All Part of the Song
| February 21, 2018With the release of his new album, Shmueli Ungar gives his listeners the most important lesson of all — to “mach a brachah” of thanks
T
here are two kinds of smilers: the ones who wake up expecting a sunny day, beaming in anticipation of all the good things coming their way, and those whose smile is borne of the toil in finding that lone ray of sunshine on a cloudy day.
One smile comes naturally, while the other is a choice.
And Shmueli Ungar’s smile is both.
Shmueli (pronounced Shmili) is a smiler and a laugher and an embracer. He has also, in his relatively young life, endured the loss of his beloved father, the death of the grandfather who stepped in to raise him, and a divorce.
The two tracks — blessed optimist and determined warrior — meet in his music. He can cry out to the Rachamana d’ani lisvirei liba, the Merciful One who answers the pleas of the brokenhearted, but also exult and urge listeners to “mach a brachah.” Life is good. Even for those with broken hearts.
Shmueli’s story starts with his mother — and her music.
“I grew up in Monroe, in Kiryat Joel, but the music we played was different than most of the neighbors. My mother was raised in Melbourne, Australia, in a very musical environment, and to her, music wasn’t just noise to fill the house, it was art. She was very specific about what we could listen to.”
Little Shmueli came home from cheder one day eager for her to purchase a popular new album. “All the boys were talking about the songs, so I wanted it too. I asked her to buy it and she said ‘no.’ I was surprised. ‘Why not?’ I asked her. She looked at me. ‘Because it’s not good music, that’s why.’”

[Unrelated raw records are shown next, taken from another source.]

use std::collections::{HashMap, VecDeque};
use std::sync::{Arc, Mutex};
use std::time::Duration;

use bytes::{BufMut, Bytes, BytesMut};
use tokio::sync::oneshot;

use crate::bail;
use crate::error::{ErrorKind, ShuffleResult};
use crate::protocol::{BATCH_HEADER_SIZE, BatchHeader, PushData, RpcRequest};
use crate::shuffle_error;
use crate::test_utils::notify::ActivitySignal;
use crate::transport::{
    LifecycleManagerClient, PushCompletion, ReviveRequest, ReviveResponse, TransportClient,
    TransportClientFactory,
};
use crate::types::BatchId;

/// Builds a push buffer with room for the batch header followed by `payload`.
pub fn framed_buffer(payload: &[u8]) -> BytesMut {
    let mut buffer = BytesMut::with_capacity(BATCH_HEADER_SIZE + payload.len());
    buffer.put_bytes(0, BATCH_HEADER_SIZE);
    buffer.put_slice(payload);
    buffer
}

/// How a [`MockConnection`] answers pushed batches.
#[derive(Debug, Clone)]
pub enum PushBehavior {
    /// Acknowledges every batch right away with the given response.
    Acknowledge(Bytes),
    /// Keeps batches pending until the test completes them.
    Hold,
    /// Fails every batch asynchronously with the given kind.
    Fail(ErrorKind),
}

/// A batch received by a [`MockConnection`].
#[derive(Debug, Clone)]
pub struct RecordedPush {
    pub request: PushData,
    pub header: BatchHeader,
}

#[derive(Debug)]
struct ConnectionState {
    behavior: PushBehavior,
    send_failures: usize,
    pushes: Vec<RecordedPush>,
    pending: HashMap<BatchId, oneshot::Sender<ShuffleResult<Bytes>>>,
    rpc_requests: Vec<RpcRequest>,
    rpc_responses: VecDeque<ShuffleResult<Bytes>>,
}

/// In-memory worker connection recording every request it receives.
#[derive(Debug)]
pub struct MockConnection {
    endpoint: String,
    state: Mutex<ConnectionState>,
    activity: ActivitySignal,
}

impl MockConnection {
    fn new(endpoint: String) -> Self {
        Self {
            endpoint,
            state: Mutex::new(ConnectionState {
                behavior: PushBehavior::Acknowledge(Bytes::new()),
                send_failures: 0,
                pushes: Vec::new(),
                pending: HashMap::new(),
                rpc_requests: Vec::new(),
                rpc_responses: VecDeque::new(),
            }),
            activity: ActivitySignal::new(),
        }
    }

    pub fn endpoint(&self) -> &str {
        &self.endpoint
    }

    pub fn set_push_behavior(&self, behavior: PushBehavior) {
        self.state.lock().unwrap().behavior = behavior;
    }

    /// Makes the next `times` pushes fail before they are sent.
    pub fn fail_next_sends(&self, times: usize) {
        self.state.lock().unwrap().send_failures = times;
    }

    /// Queues the response of the next synchronous request.
    ///
    /// Requests without a queued response are answered with an empty body.
    pub fn respond_to_rpc(&self, response: ShuffleResult<Bytes>) {
        self.state.lock().unwrap().rpc_responses.push_back(response);
    }

    pub fn pushes(&self) -> Vec<RecordedPush> {
        self.state.lock().unwrap().pushes.clone()
    }

    pub fn pushed_batch_ids(&self) -> Vec<BatchId> {
        self.state
            .lock()
            .unwrap()
            .pushes
            .iter()
            .map(|push| push.header.batch_id)
            .collect()
    }

    /// Returns the ids of held batches not completed yet, in ascending order.
    pub fn pending_batches(&self) -> Vec<BatchId> {
        let mut batch_ids: Vec<_> = self.state.lock().unwrap().pending.keys().copied().collect();
        batch_ids.sort_unstable();
        batch_ids
    }

    /// Completes a held batch, returning `false` if it is not pending.
    pub fn complete(&self, batch_id: BatchId, result: ShuffleResult<Bytes>) -> bool {
        let sender = self.state.lock().unwrap().pending.remove(&batch_id);

        match sender {
            Some(sender) => {
                let _ = sender.send(result);
                true
            }
            None => false,
        }
    }

    /// Acknowledges a held batch with an empty response.
    pub fn acknowledge(&self, batch_id: BatchId) -> bool {
        self.complete(batch_id, Ok(Bytes::new()))
    }

    /// Drops a held batch without answering, as a closed connection would.
    pub fn abandon(&self, batch_id: BatchId) -> bool {
        self.state.lock().unwrap().pending.remove(&batch_id).is_some()
    }

    pub fn rpc_requests(&self) -> Vec<RpcRequest> {
        self.state.lock().unwrap().rpc_requests.clone()
    }

    /// Waits until at least `count` batches were pushed.
    pub async fn wait_for_pushes(&self, count: usize) {
        self.activity
            .wait_for("pushed batches", || {
                self.state.lock().unwrap().pushes.len() >= count
            })
            .await;
    }
}

impl TransportClient for MockConnection {
    fn push_data(&self, request: PushData, _timeout: Duration) -> ShuffleResult<PushCompletion> {
        let header = BatchHeader::read(&request.body)?;
        let (sender, receiver) = oneshot::channel();

        {
            let mut state = self.state.lock().unwrap();
            if state.send_failures > 0 {
                state.send_failures -= 1;
                bail!(
                    ErrorKind::ConnectionFailed,
                    "Mock connection refused the push",
                    format!("batch {} to {}", header.batch_id, self.endpoint)
                );
            }

            match state.behavior.clone() {
                PushBehavior::Acknowledge(response) => {
                    let _ = sender.send(Ok(response));
                }
                PushBehavior::Hold => {
                    state.pending.insert(header.batch_id, sender);
                }
                PushBehavior::Fail(kind) => {
                    let _ = sender.send(Err(shuffle_error!(kind, "Mock push failure")));
                }
            }

            state.pushes.push(RecordedPush { request, header });
        }

        self.activity.signal();

        Ok(receiver)
    }

    async fn send_rpc_sync(&self, request: Bytes, _timeout: Duration) -> ShuffleResult<Bytes> {
        let request = RpcRequest::decode(request)?;

        let response = {
            let mut state = self.state.lock().unwrap();
            state.rpc_requests.push(request);
            state
                .rpc_responses
                .pop_front()
                .unwrap_or_else(|| Ok(Bytes::new()))
        };

        self.activity.signal();

        response
    }
}

#[derive(Debug, Default)]
struct FactoryState {
    connections: HashMap<String, Arc<MockConnection>>,
    connect_failures: HashMap<String, usize>,
    connects: usize,
    closed: bool,
}

/// Connection factory handing out one [`MockConnection`] per endpoint.
///
/// Clones share their connections, so a test keeps a clone to inspect what the client sent.
#[derive(Debug, Clone, Default)]
pub struct MockTransportFactory {
    inner: Arc<Mutex<FactoryState>>,
}

impl MockTransportFactory {
    pub fn new() -> Self {
        Self::default()
    }

    /// Returns the connection to `host:port`, creating it if needed.
    pub fn connection(&self, host: &str, port: u16) -> Arc<MockConnection> {
        let endpoint = format!("{host}:{port}");

        self.inner
            .lock()
            .unwrap()
            .connections
            .entry(endpoint.clone())
            .or_insert_with(|| Arc::new(MockConnection::new(endpoint)))
            .clone()
    }

    /// Replaces the pooled connection to `host:port` with a new one, as after a reconnect.
    pub fn reconnect(&self, host: &str, port: u16) -> Arc<MockConnection> {
        let endpoint = format!("{host}:{port}");
        let connection = Arc::new(MockConnection::new(endpoint.clone()));

        self.inner
            .lock()
            .unwrap()
            .connections
            .insert(endpoint, connection.clone());

        connection
    }

    /// Makes the next `times` connection attempts to `host:port` fail.
    pub fn fail_next_connects(&self, host: &str, port: u16, times: usize) {
        self.inner
            .lock()
            .unwrap()
            .connect_failures
            .insert(format!("{host}:{port}"), times);
    }

    /// Returns how many connections were requested, failed ones included.
    pub fn connect_count(&self) -> usize {
        self.inner.lock().unwrap().connects
    }

    pub fn is_closed(&self) -> bool {
        self.inner.lock().unwrap().closed
    }
}

impl TransportClientFactory for MockTransportFactory {
    type Client = MockConnection;

    async fn create_client(
        &self,
        host: &str,
        port: u16,
        _partition_id: i32,
    ) -> ShuffleResult<Arc<MockConnection>> {
        let endpoint = format!("{host}:{port}");

        {
            let mut state = self.inner.lock().unwrap();
            state.connects += 1;

            if state.closed {
                bail!(
                    ErrorKind::TransportClosed,
                    "Mock transport is closed",
                    endpoint
                );
            }

            let remaining = state.connect_failures.entry(endpoint.clone()).or_default();
            if *remaining > 0 {
                *remaining -= 1;
                bail!(
                    ErrorKind::ConnectionFailed,
                    "Mock connection refused",
                    endpoint
                );
            }
        }

        Ok(self.connection(host, port))
    }

    fn close(&self) {
        self.inner.lock().unwrap().closed = true;
    }
}

#[derive(Debug, Default)]
struct LifecycleState {
    responses: VecDeque<ShuffleResult<ReviveResponse>>,
    requests: Vec<ReviveRequest>,
}

/// Lifecycle manager answering revive requests with scripted responses.
#[derive(Debug, Clone, Default)]
pub struct MockLifecycleManager {
    inner: Arc<Mutex<LifecycleState>>,
}

impl MockLifecycleManager {
    pub fn new() -> Self {
        Self::default()
    }

    /// Queues the answer to the next revive request.
    pub fn respond_with(&self, response: ShuffleResult<ReviveResponse>) {
        self.inner.lock().unwrap().responses.push_back(response);
    }

    pub fn requests(&self) -> Vec<ReviveRequest> {
        self.inner.lock().unwrap().requests.clone()
    }
}

impl LifecycleManagerClient for MockLifecycleManager {
    async fn revive(
        &self,
        request: ReviveRequest,
        _timeout: Duration,
    ) -> ShuffleResult<ReviveResponse> {
        let mut state = self.inner.lock().unwrap();
        state.requests.push(request);

        match state.responses.pop_front() {
            Some(response) => response,
            None => bail!(
                ErrorKind::ProtocolError,
                "No revive response was scripted"
            ),
        }
    }
}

Mrs. Ungar would play Miami Boys Choir for her children — and point out the complexity of the harmonies. “I’m not sure how many homes in Monroe played JM in the AM every morning, but we did and she made sure we appreciated good music.
“I was a heavy kid,” Shmueli stops suddenly and shrugs. “Fat — why use other words? I know, looking at me now you can’t imagine it, right?” He winks. “But my mother always told me I was a star. When I sang, I believed it.”
Weight issues notwithstanding, it was a relatively happy childhood — until a few months before Shmueli’s bar mitzvah, when his father got sick.
It was a painful time. After being diagnosed with a serious illness, Reb Yaakov Aryeh Ungar was moved to the hospital and was often there for long periods of time.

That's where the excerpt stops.